About this exercise: Working from the line that contains "whose translation failed." down to the last line below, repeat each line exactly.

****

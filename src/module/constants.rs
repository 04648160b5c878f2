//! Module-scope constants.

use crate::module::{TypeId, ValueId};

/// A module-scope constant value.
///
/// Scalar variants carry the value directly; composite constants reference
/// their element constants by id, mirroring how the source format nests
/// `OpConstantComposite` operands. Float constants render with Rust's
/// shortest-roundtrip formatting, which reproduces the literal exactly.
#[derive(Debug, Clone, PartialEq)]
pub enum Constant {
    /// Boolean constant.
    Bool(bool),
    /// 32-bit signed integer constant.
    I32(i32),
    /// 32-bit unsigned integer constant.
    U32(u32),
    /// 32-bit float constant.
    F32(f32),
    /// Composite constant over previously defined constant ids.
    Composite(Vec<ValueId>),
}

/// A constant definition: the constant's type paired with its value.
#[derive(Debug, Clone, PartialEq)]
pub struct ConstantDef {
    /// Declared type of the constant.
    pub ty: TypeId,
    /// The constant value.
    pub value: Constant,
}

impl Constant {
    /// Returns the value as an extract index, when it is a non-negative
    /// integer scalar.
    #[must_use]
    pub fn as_index(&self) -> Option<u32> {
        match self {
            Constant::I32(v) => u32::try_from(*v).ok(),
            Constant::U32(v) => Some(*v),
            _ => None,
        }
    }
}

#[cfg(test)]
mod tests {
    use super::*;

    #[test]
    fn test_index_conversions() {
        assert_eq!(Constant::U32(2).as_index(), Some(2));
        assert_eq!(Constant::I32(-1).as_index(), None);
        assert_eq!(Constant::Bool(true).as_index(), None);
    }

    #[test]
    fn test_float_display_roundtrip() {
        assert_eq!(format!("{}", 50.0f32), "50");
        assert_eq!(format!("{}", 0.1f32), "0.1");
    }
}
/// How a branch target leaves the current construct.
#[derive(Debug, Clone, Copy, PartialEq, Eq)]
enum Exit {
    /// The target is the current sequence's natural end.
    Stop,
    /// The target is the innermost breakable construct's merge.
    Break,
    /// The target is the nearest enclosing loop's continue target.
    Continue,
    /// The target is the next switch case's entry.
    Fallthrough,
}

/// Builds the structured region tree of one function.
pub struct RegionClassifier<'a> {
    graph: &'a FlowGraph,
    placed: Vec<bool>,
}
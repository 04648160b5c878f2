//! The target structured program representation.
//!
//! These trees are what translation produces. They own all of their data
//! (names are plain strings, literals are plain scalars) so callers can hold
//! them independently of the source [`Module`](crate::module::Module);
//! [`TypeId`](crate::module::TypeId)s are the one remaining tie back to the
//! module's type registry.

mod expr;
mod stmt;

pub use expr::{Expression, Literal};
pub use stmt::{Statement, SwitchArm};
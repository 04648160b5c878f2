//! Identifier newtypes for module-level entities.
//!
//! SPIR-V names every result, type, and block label with a small integer id.
//! This module wraps those raw integers in distinct newtypes so that a value
//! id can never be confused with a type id or a block label at compile time.
//!
//! # Display
//!
//! All three identifiers display as the bare number; diagnostic messages that
//! follow the `%<id>` convention of SPIR-V disassembly add the `%` prefix
//! themselves (see [`crate::Error`]).

use std::fmt;

/// Identifier of an SSA value: the result of exactly one instruction or a
/// module-level constant.
///
/// Values are owned by the [`Module`](crate::module::Module) or
/// [`Function`](crate::module::Function) that defines them; consumers refer to
/// them by `ValueId` only.
///
/// # Examples
///
/// ```rust
/// use spvscope::module::ValueId;
///
/// let id = ValueId::new(2);
/// assert_eq!(id.raw(), 2);
/// assert_eq!(format!("%{id}"), "%2");
/// ```
#[derive(Clone, Copy, PartialEq, Eq, PartialOrd, Ord, Hash)]
pub struct ValueId(pub(crate) u32);

/// Identifier of a registered type.
///
/// Produced by [`TypeRegistry`](crate::module::TypeRegistry) registration;
/// two structurally identical types always receive the same `TypeId`.
#[derive(Clone, Copy, PartialEq, Eq, PartialOrd, Ord, Hash)]
pub struct TypeId(pub(crate) u32);

/// Label identifier of a basic block within a function.
///
/// Block labels share the module id space with values in SPIR-V; they are
/// kept as a distinct newtype here because nothing in this crate ever treats
/// a label as a value.
#[derive(Clone, Copy, PartialEq, Eq, PartialOrd, Ord, Hash)]
pub struct BlockId(pub(crate) u32);

macro_rules! impl_id {
    ($name:ident) => {
        impl $name {
            /// Creates an identifier from its raw numeric form.
            #[must_use]
            #[inline]
            pub const fn new(raw: u32) -> Self {
                Self(raw)
            }

            /// Returns the raw numeric form of this identifier.
            #[must_use]
            #[inline]
            pub const fn raw(self) -> u32 {
                self.0
            }
        }

        impl fmt::Debug for $name {
            fn fmt(&self, f: &mut fmt::Formatter<'_>) -> fmt::Result {
                write!(f, concat!(stringify!($name), "({})"), self.0)
            }
        }

        impl fmt::Display for $name {
            fn fmt(&self, f: &mut fmt::Formatter<'_>) -> fmt::Result {
                write!(f, "{}", self.0)
            }
        }

        impl From<u32> for $name {
            #[inline]
            fn from(raw: u32) -> Self {
                Self(raw)
            }
        }

        impl From<$name> for u32 {
            #[inline]
            fn from(id: $name) -> Self {
                id.0
            }
        }
    };
}

impl_id!(ValueId);
impl_id!(TypeId);
impl_id!(BlockId);
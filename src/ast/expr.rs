//! Expressions of the reconstructed program.

use crate::module::{BinaryOp, TypeId, UnaryOp};

/// A scalar literal.
#[derive(Debug, Clone, Copy, PartialEq)]
pub enum Literal {
    /// Boolean literal.
    Bool(bool),
    /// Signed integer literal.
    I32(i32),
    /// Unsigned integer literal.
    U32(u32),
    /// Float literal. Rendered with shortest-roundtrip formatting.
    F32(f32),
}

/// An expression tree node.
///
/// Expressions are pure; anything with a side effect (stores, barriers,
/// value declarations) is a [`Statement`](crate::ast::Statement). The tree
/// is handed to callers by value and references nothing in the source
/// module except [`TypeId`]s.
#[derive(Debug, Clone, PartialEq)]
pub enum Expression {
    /// A scalar literal.
    Literal(Literal),
    /// A named value reference.
    Ident(String),
    /// Unary operator application.
    Unary {
        /// The operator.
        op: UnaryOp,
        /// The operand.
        operand: Box<Expression>,
    },
    /// Binary operator application.
    Binary {
        /// The operator.
        op: BinaryOp,
        /// Left operand.
        lhs: Box<Expression>,
        /// Right operand.
        rhs: Box<Expression>,
    },
    /// Aggregate construction from per-element operands.
    TypeConstructor {
        /// The constructed type.
        ty: TypeId,
        /// Element expressions in aggregate order.
        operands: Vec<Expression>,
    },
    /// Named member access: vector component (`.x`) or struct member.
    MemberAccessor {
        /// The aggregate expression.
        base: Box<Expression>,
        /// Member name.
        member: String,
    },
    /// Indexed access: matrix column or array element.
    ArrayAccessor {
        /// The aggregate expression.
        base: Box<Expression>,
        /// Index expression.
        index: Box<Expression>,
    },
}

impl Expression {
    /// A named value reference.
    #[must_use]
    pub fn ident(name: impl Into<String>) -> Self {
        Expression::Ident(name.into())
    }

    /// Member access on this expression.
    #[must_use]
    pub fn member(self, member: impl Into<String>) -> Self {
        Expression::MemberAccessor {
            base: Box::new(self),
            member: member.into(),
        }
    }

    /// Unsigned literal index access on this expression.
    #[must_use]
    pub fn index(self, index: u32) -> Self {
        Expression::ArrayAccessor {
            base: Box::new(self),
            index: Box::new(Expression::Literal(Literal::U32(index))),
        }
    }

    /// Logical negation of this expression.
    #[must_use]
    pub fn negate(self) -> Self {
        Expression::Unary {
            op: UnaryOp::Not,
            operand: Box::new(self),
        }
    }
}
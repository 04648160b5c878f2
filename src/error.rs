use std::fmt;

use thiserror::Error;

use crate::module::{BlockId, TypeId, ValueId};

/// The aggregate kind recorded by a [`Error::CompositeIndexOutOfBounds`]
/// failure, carrying the exact bound that was violated.
///
/// The `Display` form of this type is a compatibility surface: tooling greps
/// translator output for phrases like `vector of 2 elements` and
/// `structure %23 having 3 elements`, so the wording must stay stable.
#[derive(Debug, Clone, Copy, PartialEq, Eq)]
pub enum AggregateKind {
    /// A vector with the given component count.
    Vector(u32),
    /// A matrix with the given column count.
    Matrix(u32),
    /// A structure type (identified for the diagnostic) with the given
    /// member count.
    Structure(TypeId, u32),
}

impl AggregateKind {
    /// Returns the arity bound that an extract index was checked against.
    #[must_use]
    pub const fn bound(&self) -> u32 {
        match self {
            AggregateKind::Vector(n) | AggregateKind::Matrix(n) => *n,
            AggregateKind::Structure(_, n) => *n,
        }
    }
}

impl fmt::Display for AggregateKind {
    fn fmt(&self, f: &mut fmt::Formatter<'_>) -> fmt::Result {
        match self {
            AggregateKind::Vector(n) => write!(f, "vector of {n} elements"),
            AggregateKind::Matrix(n) => write!(f, "matrix of {n} elements"),
            AggregateKind::Structure(ty, n) => {
                write!(f, "structure %{ty} having {n} elements")
            }
        }
    }
}

/// The generic Error type, which provides coverage for all errors this library
/// can potentially return.
///
/// Every failure is terminal for the *single function* being translated: the
/// function emitter returns the error and never partial output. The batch
/// driver decides whether to abort the module or collect errors across
/// functions (see [`crate::translate`]).
///
/// # Error Categories
///
/// ## Block graph construction
/// - [`Error::EmptyFunction`] - Function body contains no blocks
/// - [`Error::MalformedControlFlow`] - Missing/garbled terminators, dangling
///   branch targets, unreachable blocks
///
/// ## Structured classification
/// - [`Error::UnstructuredLoop`] - A declared loop merge does not
///   self-consistently describe the CFG
/// - [`Error::IrreducibleControlFlow`] - Branching with no declared structure
///   that does not reconverge at an enclosing merge
///
/// ## Value translation
/// - [`Error::CompositeIndexOutOfBounds`] - Extract index exceeds the
///   aggregate's arity
/// - [`Error::RuntimeArrayExtract`] - Compile-time extract from a
///   runtime-sized array
///
/// # Diagnostics format
///
/// Instruction-level errors render as `<Opcode> %<result-id> <message>`
/// (e.g. `CompositeExtract %2 index value 3 is out of bounds for matrix of
/// 3 elements`); block-level errors render as a bare structural message.
/// The wording is a compatibility surface: downstream tooling matches on
/// it, so it must stay stable.
#[derive(Error, Debug)]
pub enum Error {
    /// The function body declared no basic blocks at all.
    #[error("function body has no blocks")]
    EmptyFunction,

    /// The raw instruction stream or branch structure is malformed.
    ///
    /// Raised by the block graph builder when a block lacks a terminator, a
    /// branch names a label that does not exist in the function, or a block
    /// is unreachable from the function entry. Unreachable code is treated
    /// as an authoring defect, never silently dropped.
    #[error("{message}")]
    MalformedControlFlow {
        /// The block at or near which the defect was detected.
        block: BlockId,
        /// Human-readable description of the defect.
        message: String,
    },

    /// A declared `LoopMerge` does not self-consistently describe the CFG.
    ///
    /// Raised when the loop body escapes past the declared merge/continue
    /// targets, the continue target lies outside the body, or the merge
    /// block is not dominated by the header.
    #[error("{message}")]
    UnstructuredLoop {
        /// The loop header block carrying the offending declaration.
        block: BlockId,
        /// Human-readable description of the inconsistency.
        message: String,
    },

    /// Control flow diverges without producer-declared structure.
    ///
    /// This reader relies entirely on declared selection/loop merges; it
    /// does not attempt relooper-style node splitting. Any multi-way branch
    /// whose targets do not reconverge at an already-known merge is
    /// rejected with this error.
    #[error("{message}")]
    IrreducibleControlFlow {
        /// The block whose terminator could not be classified.
        block: BlockId,
        /// Human-readable description of the rejected shape.
        message: String,
    },

    /// A `CompositeExtract` index exceeds the aggregate's arity.
    ///
    /// Carries the offending instruction's result id, the requested index,
    /// and the [`AggregateKind`] with the exact bound that was violated, so
    /// the rendered text can name `vector of 2 elements`, `matrix of 3
    /// elements`, or `structure %23 having 3 elements` precisely.
    #[error("CompositeExtract %{result} index value {index} is out of bounds for {kind}")]
    CompositeIndexOutOfBounds {
        /// Result id of the offending extract instruction.
        result: ValueId,
        /// The requested (invalid) index.
        index: u32,
        /// The aggregate kind and its true bound.
        kind: AggregateKind,
    },

    /// A compile-time extract was attempted on a runtime-sized array.
    ///
    /// Indexing a runtime array is only meaningful through a pointer access
    /// chain; a constant-index `CompositeExtract` over one is never valid.
    #[error("can't do OpCompositeExtract on a runtime array")]
    RuntimeArrayExtract,

    /// A type id did not resolve in the module's type registry.
    #[error("no type registered for id %{0}")]
    TypeNotFound(TypeId),

    /// A value id did not resolve to a constant, global, or instruction
    /// result in the current function.
    #[error("no value defined for id %{0}")]
    ValueNotFound(ValueId),

    /// Internal translator defect with a free-form description.
    ///
    /// Used for conditions that indicate a bug in the producer's module
    /// rather than one of the structured taxonomy entries above.
    #[error("{0}")]
    Translation(String),

    /// A per-function error annotated with the failing function's id.
    ///
    /// Produced by the batch driver so callers can tell which function of a
    /// module failed without losing the underlying error kind.
    #[error("function %{function}: {source}")]
    Function {
        /// Identifier of the function whose translation failed.
        function: ValueId,
        /// The underlying translation error.
        source: Box<Error>,
    },
}

impl Error {
    /// Wraps this error with the id of the function being translated.
    #[must_use]
    pub fn in_function(self, function: ValueId) -> Self {
        Error::Function {
            function,
            source: Box::new(self),
        }
    }
}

****

Answer space:
        /// Identifier of the function whose translation failed.
        function: ValueId,
        /// The underlying translation error.
        source: Box<Error>,
    },
}

impl Error {
    /// Wraps this error with the id of the function being translated.
    #[must_use]
    pub fn in_function(self, function: ValueId) -> Self {
        Error::Function {
            function,
            source: Box::new(self),
        }
    }
}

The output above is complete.